“It’s not the company. It’s the credibility. My credibility. I can’t just sit on the bench and let other people play the game. Not my game. Not with their rules.” – Henry Kravis, Barbarians at the Gates

How does a category killer in retail actually emerge? What set of circumstances come together at what point in time that conspire to take the opportunity?

How does a sleeping category awake to find its own version of Barbarians at the gate. How do the strong become the vulnerable in such a relatively short period of time?

Wikipedia defines a category killer as “a product, service, brand, or company that has such a distinct sustainable competitive advantage that competing firms find it almost impossible to operate profitably in that industry (or in the same local area). The existence of a category killer eliminates almost all market entities, whether real or virtual. Many existing firms leave the industry, thereby increasing the industry’s concentration ratio”.

A category killer is usually a big box retail chain that is focused on one or few categories of merchandise and offers a wide selection of merchandise in these categories at relatively low prices. The emergence of such stores has taken a toll on specialised local stores in the same market, but also affected many larger department stores.

What are the characteristics of a category killer?

  • Fast distribution into a fragmented market
  • Deep and narrow range
  • Typically a very strong focus on price and volume
  • High focus on promotional and localised advertising
  • Attacking a passive somewhat disjointed sector invariably reliant on the way it was “in the day”

One anecdote we all grew up on is that locational mix is a strategic advantage, and increasingly this is a less reliable observation, as is the adage that strategy is a relatively fixed three year forecast of all variables.

Category killers treat both assumptions with contempt, vociferously moving forward with a steadfast momentum that is irrepressible in nature.

One category killer that makes this point is Chemist Warehouse. Chemist Warehouse is Australia’s 13th largest retailer by turnover, with sales of $2.7 billion and more than 10,000 staff.

Chemist Warehouse has in excess of 260 stores, representing about four per cent of all retail pharmacies across Australia, however, its sales make up 20 per cent of total retail pharmacy sales, dispensing around 15 per cent of medicines covered under the Pharmaceutical Benefits Scheme (PBS).

This juggernaut is punching at a great pace, decimating traditional pharmaceutical, health, cosmetics, vitamins, and perfumery sectors in its wake. It is not a long bow to suggest that the cosmetic perfumery sector, long the bastion of our department stores, recognising approximately 25-35% of their sales, is under some pressure in their mid-market perfumery and cosmetics product range from an entirely dispassionate category killer.

At least 60 per cent of Chemist Warehouse sales ($1.5 billion) are in retail product, and judging by ranging instore and category mix, it’s not hard to see $300 million being spent in that mid-market cosmetic and perfumery sector alone at Chemist Warehouse.

Perhaps another telling statistic is that this business is already at 90 per cent of the sales of the Myer department store channel.
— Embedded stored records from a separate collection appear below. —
//! Inventory record types.
//!
//! This module defines the typed results produced by the query service:
//! virtual machines with their nested disk/NIC/concern collections,
//! per-cluster infrastructure records (hosts, datastores, networks), and
//! the OS distribution summary. The types are designed for serialization
//! with [`serde`] and map one-to-one onto query projections — a VM is
//! always a single row with its collections materialized as nested lists.

use serde::{Deserialize, Serialize};

/// Sentinel used where a string field could not be resolved from the
/// source data (e.g. datastore host ids when the hosts table is absent).
pub const NOT_AVAILABLE: &str = "N/A";

/// A virtual machine with placement, hardware, storage, and network
/// profiles plus any migration concerns attached by an external validator.
///
/// Every VM carries its disks, NICs, and concerns as nested collections;
/// a VM with no rows in a satellite table gets an empty collection, never
/// a missing one. `cluster` is authoritative for grouping — VMs with an
/// empty cluster are excluded from cluster-scoped aggregates.
#[derive(Debug, Clone, Default, Serialize, Deserialize)]
pub struct Vm {
    pub id: String,
    pub name: String,
    pub folder: String,
    pub host: String,
    pub uuid: String,
    pub firmware: String,
    pub power_state: String,
    pub connection_state: String,
    pub fault_tolerance_enabled: bool,
    pub cpu_count: i32,
    pub memory_mb: i32,
    pub guest_name: String,
    pub guest_name_from_tools: String,
    pub host_name: String,
    pub ip_address: String,
    pub storage_used_mib: i32,
    pub is_template: bool,
    pub change_tracking_enabled: bool,
    pub disk_enable_uuid: bool,
    pub datacenter: String,
    pub cluster: String,
    pub hw_version: String,
    pub total_disk_capacity_mib: i32,
    pub provisioned_mib: i32,
    pub resource_pool: String,
    pub cpu_hot_add_enabled: bool,
    pub cpu_hot_remove_enabled: bool,
    pub cpu_sockets: i32,
    pub cores_per_socket: i32,
    pub memory_hot_add_enabled: bool,
    pub ballooned_memory_mb: i32,
    pub disks: Vec<Disk>,
    pub nics: Vec<Nic>,
    /// Legacy flat network-name list from the source's `Network #N` columns.
    pub networks: Vec<String>,
    pub concerns: Vec<Concern>,
}

/// A virtual disk attached to a VM.
#[derive(Debug, Clone, Default, PartialEq, Serialize, Deserialize)]
pub struct Disk {
    pub key: String,
    pub unit_number: String,
    pub file: String,
    pub capacity_mib: i64,
    pub shared: bool,
    pub rdm: bool,
    pub bus: String,
    pub mode: String,
    pub serial: String,
    pub thin: String,
    pub controller: String,
    pub label: String,
    pub scsi_unit: String,
}

/// A virtual network interface attached to a VM.
#[derive(Debug, Clone, Default, PartialEq, Serialize, Deserialize)]
pub struct Nic {
    pub network: String,
    pub mac: String,
    pub label: String,
    pub adapter: String,
    pub dvswitch: String,
    pub connected: bool,
    pub starts_connected: bool,
    pub nic_type: String,
    pub ipv4_address: String,
    pub ipv6_address: String,
}

/// An externally computed finding about a VM's migration readiness.
///
/// The category is free text; the literals `"Warning"` and `"Critical"`
/// are matched case-sensitively for migratability classification
/// (see [`crate::MigratabilityClass`]). Anything else — typically
/// `"Information"` — never affects classification.
#[derive(Debug, Clone, Default, PartialEq, Serialize, Deserialize)]
pub struct Concern {
    pub id: String,
    pub label: String,
    pub category: String,
    pub assessment: String,
}

impl Concern {
    /// Category literal blocking migration.
    pub const CRITICAL: &'static str = "Critical";
    /// Category literal allowing migration with warnings.
    pub const WARNING: &'static str = "Warning";
}

/// An ESXi host within a cluster.
#[derive(Debug, Clone, Default, PartialEq, Serialize, Deserialize)]
pub struct Host {
    #[serde(skip_serializing)]
    pub cluster: String,
    pub cpu_cores: i32,
    pub cpu_sockets: i32,
    pub id: String,
    pub memory_mb: i32,
    pub model: String,
    pub vendor: String,
}

/// A datastore with capacity figures and the hosts it is mounted on.
///
/// `host_id` is a comma-joined, de-duplicated host-id list when the hosts
/// table is available and [`NOT_AVAILABLE`] otherwise.
#[derive(Debug, Clone, Default, PartialEq, Serialize, Deserialize)]
pub struct Datastore {
    #[serde(skip_serializing)]
    pub cluster: String,
    pub disk_id: String,
    pub free_capacity_gb: f64,
    pub hardware_accelerated_move: bool,
    pub host_id: String,
    pub model: String,
    pub protocol_type: String,
    pub total_capacity_gb: f64,
    #[serde(rename = "type")]
    pub ds_type: String,
    pub vendor: String,
}

/// A network attached to VMs in a cluster.
///
/// `vlan_id` is resolved from the port-mapping table when present and
/// empty otherwise. `vms_count` is the number of VM NICs on this network
/// within the cluster/switch group.
#[derive(Debug, Clone, Default, PartialEq, Serialize, Deserialize)]
pub struct Network {
    #[serde(skip_serializing)]
    pub cluster: String,
    pub dvswitch: String,
    pub name: String,
    #[serde(rename = "type")]
    pub net_type: String,
    pub vlan_id: String,
    pub vms_count: i32,
}

/// One entry of the guest-OS distribution summary.
#[derive(Debug, Clone, Default, PartialEq, Serialize, Deserialize)]
pub struct OsSummary {
    pub name: String,
    pub count: i64,
}
use std::fs;
use std::path::PathBuf;

use clap::{Args, Parser, Subcommand};
use vm_inventory_core::{Filters, QueryOptions};
use vm_inventory_store::InventoryStore;

#[derive(Debug, Parser)]
#[command(name = "vm-inventory")]
#[command(about = "Query and validate an ingested virtualization inventory")]
struct Cli {
    /// Path to the inventory SQLite database.
    #[arg(long, global = true, default_value = "inventory.db")]
    db: PathBuf,

    #[command(subcommand)]
    command: Command,
}

#[derive(Debug, Subcommand)]
enum Command {
    /// Create the inventory schema in the database.
    Init,
    /// Apply a multi-statement SQL ingestion script best-effort.
    IngestScript(IngestScriptArgs),
    /// Run the validation battery and report errors and warnings.
    Validate,
    /// Print the full cluster-grouped inventory as JSON.
    Inventory,
    /// List virtual machines.
    Vms(VmsArgs),
    /// List hosts.
    Hosts(ListArgs),
    /// List datastores.
    Datastores(ListArgs),
    /// List networks.
    Networks(ListArgs),
    /// Print counts, power states, and migratability aggregates.
    Summary(SummaryArgs),
}

#[derive(Debug, Args)]
struct IngestScriptArgs {
    /// SQL script file produced by the workbook converter.
    script: PathBuf,
}

#[derive(Debug, Args)]
struct VmsArgs {
    /// Exact cluster name to filter on.
    #[arg(long)]
    cluster: Option<String>,
    /// Guest-OS substring to filter on.
    #[arg(long)]
    os: Option<String>,
    /// Exact power state to filter on (e.g. poweredOn).
    #[arg(long)]
    power_state: Option<String>,
    #[command(flatten)]
    page: PageArgs,
}

#[derive(Debug, Args)]
struct ListArgs {
    /// Exact cluster name to filter on.
    #[arg(long)]
    cluster: Option<String>,
    #[command(flatten)]
    page: PageArgs,
}

#[derive(Debug, Args)]
struct SummaryArgs {
    /// Exact cluster name to filter on.
    #[arg(long)]
    cluster: Option<String>,
}

#[derive(Debug, Args)]
struct PageArgs {
    /// Maximum rows to return (0 means all).
    #[arg(long, default_value_t = 0)]
    limit: u64,
    /// Rows to skip.
    #[arg(long, default_value_t = 0)]
    offset: u64,
    /// Pretty-print a single JSON array instead of JSON lines.
    #[arg(long)]
    pretty: bool,
}

impl PageArgs {
    fn options(&self) -> QueryOptions {
        QueryOptions::page(self.limit, self.offset)
    }
}

fn cluster_filters(cluster: &Option<String>) -> Filters {
    match cluster {
        Some(cluster) => Filters::default().with_cluster(cluster),
        None => Filters::default(),
    }
}

fn main() {
    let cli = Cli::parse();

    let result = match cli.command {
        Command::Init => run_init(&cli.db),
        Command::IngestScript(args) => run_ingest_script(&cli.db, args),
        Command::Validate => run_validate(&cli.db),
        Command::Inventory => run_inventory(&cli.db),
        Command::Vms(args) => run_vms(&cli.db, args),
        Command::Hosts(args) => run_hosts(&cli.db, args),
        Command::Datastores(args) => run_datastores(&cli.db, args),
        Command::Networks(args) => run_networks(&cli.db, args),
        Command::Summary(args) => run_summary(&cli.db, args),
    };

    if let Err(err) = result {
        eprintln!("error: {err}");
        std::process::exit(1);
    }
}

fn open_store(db: &PathBuf) -> Result<InventoryStore, String> {
    InventoryStore::open(db).map_err(|e| format!("Failed to open database '{}': {e}", db.display()))
}

fn run_init(db: &PathBuf) -> Result<(), String> {
    let store = open_store(db)?;
    store
        .create_schema()
        .map_err(|e| format!("Failed to create schema: {e}"))?;
    println!("Initialized inventory schema in '{}'", db.display());
    Ok(())
}

fn run_ingest_script(db: &PathBuf, args: IngestScriptArgs) -> Result<(), String> {
    let script = fs::read_to_string(&args.script)
        .map_err(|e| format!("Failed to read script '{}': {e}", args.script.display()))?;
    let store = open_store(db)?;
    let report = store
        .ingest_script(&script)
        .map_err(|e| format!("Failed to run script: {e}"))?;

    println!("Executed {} statements", report.executed);
    for failure in &report.failures {
        let kind = if failure.optional { "optional" } else { "required" };
        eprintln!("{kind} statement failed: {} ({})", failure.statement, failure.error);
    }
    if !report.is_success() {
        return Err("ingestion failed for the primary VM table".to_string());
    }
    Ok(())
}

fn run_validate(db: &PathBuf) -> Result<(), String> {
    let store = open_store(db)?;
    let result = store
        .validate()
        .map_err(|e| format!("Failed to validate: {e}"))?;

    for warning in &result.warnings {
        println!("warning [{}]: {}", warning.code, warning.message);
    }
    for error in &result.errors {
        println!("error [{}]: {}", error.code, error.message);
    }
    match result.to_error() {
        Some(err) => Err(err.to_string()),
        None => {
            println!("schema is valid");
            Ok(())
        }
    }
}

fn run_inventory(db: &PathBuf) -> Result<(), String> {
    let store = open_store(db)?;
    let inventory = store
        .inventory()
        .map_err(|e| format!("Failed to build inventory: {e}"))?;
    print_pretty(&inventory)
}

fn run_vms(db: &PathBuf, args: VmsArgs) -> Result<(), String> {
    let mut filters = cluster_filters(&args.cluster);
    if let Some(os) = &args.os {
        filters = filters.with_os(os);
    }
    if let Some(state) = &args.power_state {
        filters = filters.with_power_state(state);
    }

    let store = open_store(db)?;
    let vms = store
        .vms(&filters, args.page.options())
        .map_err(|e| format!("Failed to list VMs: {e}"))?;
    print_rows(&vms, args.page.pretty)
}

fn run_hosts(db: &PathBuf, args: ListArgs) -> Result<(), String> {
    let store = open_store(db)?;
    let hosts = store
        .hosts(&cluster_filters(&args.cluster), args.page.options())
        .map_err(|e| format!("Failed to list hosts: {e}"))?;
    print_rows(&hosts, args.page.pretty)
}

fn run_datastores(db: &PathBuf, args: ListArgs) -> Result<(), String> {
    let store = open_store(db)?;
    let datastores = store
        .datastores(&cluster_filters(&args.cluster), args.page.options())
        .map_err(|e| format!("Failed to list datastores: {e}"))?;
    print_rows(&datastores, args.page.pretty)
}

fn run_networks(db: &PathBuf, args: ListArgs) -> Result<(), String> {
    let store = open_store(db)?;
    let networks = store
        .networks(&cluster_filters(&args.cluster), args.page.options())
        .map_err(|e| format!("Failed to list networks: {e}"))?;
    print_rows(&networks, args.page.pretty)
}

fn run_summary(db: &PathBuf, args: SummaryArgs) -> Result<(), String> {
    let filters = cluster_filters(&args.cluster);
    let store = open_store(db)?;

    let vm_count = store
        .vm_count(&filters)
        .map_err(|e| format!("Failed to count VMs: {e}"))?;
    let power_states = store
        .power_state_counts(&filters)
        .map_err(|e| format!("Failed to count power states: {e}"))?;
    let migratability = store
        .migratability_counts(&filters)
        .map_err(|e| format!("Failed to classify VMs: {e}"))?;
    let totals = store
        .total_resources(&filters)
        .map_err(|e| format!("Failed to total resources: {e}"))?;
    let breakdowns = store
        .resource_breakdowns(&filters)
        .map_err(|e| format!("Failed to break down resources: {e}"))?;

    let summary = serde_json::json!({
        "vm_count": vm_count,
        "power_states": power_states,
        "migratability": migratability,
        "total_resources": totals,
        "resource_breakdowns": breakdowns,
    });
    print_pretty(&summary)
}

fn print_pretty(value: &impl serde::Serialize) -> Result<(), String> {
    let json = serde_json::to_string_pretty(value)
        .map_err(|e| format!("Failed to serialize output: {e}"))?;
    println!("{json}");
    Ok(())
}

fn print_rows(rows: &[impl serde::Serialize], pretty: bool) -> Result<(), String> {
    if pretty {
        return print_pretty(&rows);
    }
    for row in rows {
        let json =
            serde_json::to_string(row).map_err(|e| format!("Failed to serialize row: {e}"))?;
        println!("{json}");
    }
    Ok(())
}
As my Ebeltoft Group colleague, Hilary Kahn, puts it:

“With supermarkets stocking so much of the front store offer, the independent pharmacists, who didn’t change quickly, were always vulnerable to competition. Inevitably, smart retailers like the Chemist Warehouse owners and partners looked around at the market – they’d watched the lack of positioning give way to price in hardware and electronics. Chemist Warehouse studied the EDLP model and got it right.”

Globalisation, omni-channel, department store wars, fragmented marketplaces all turn to one side while the Barbarians attack the underbelly of the beast.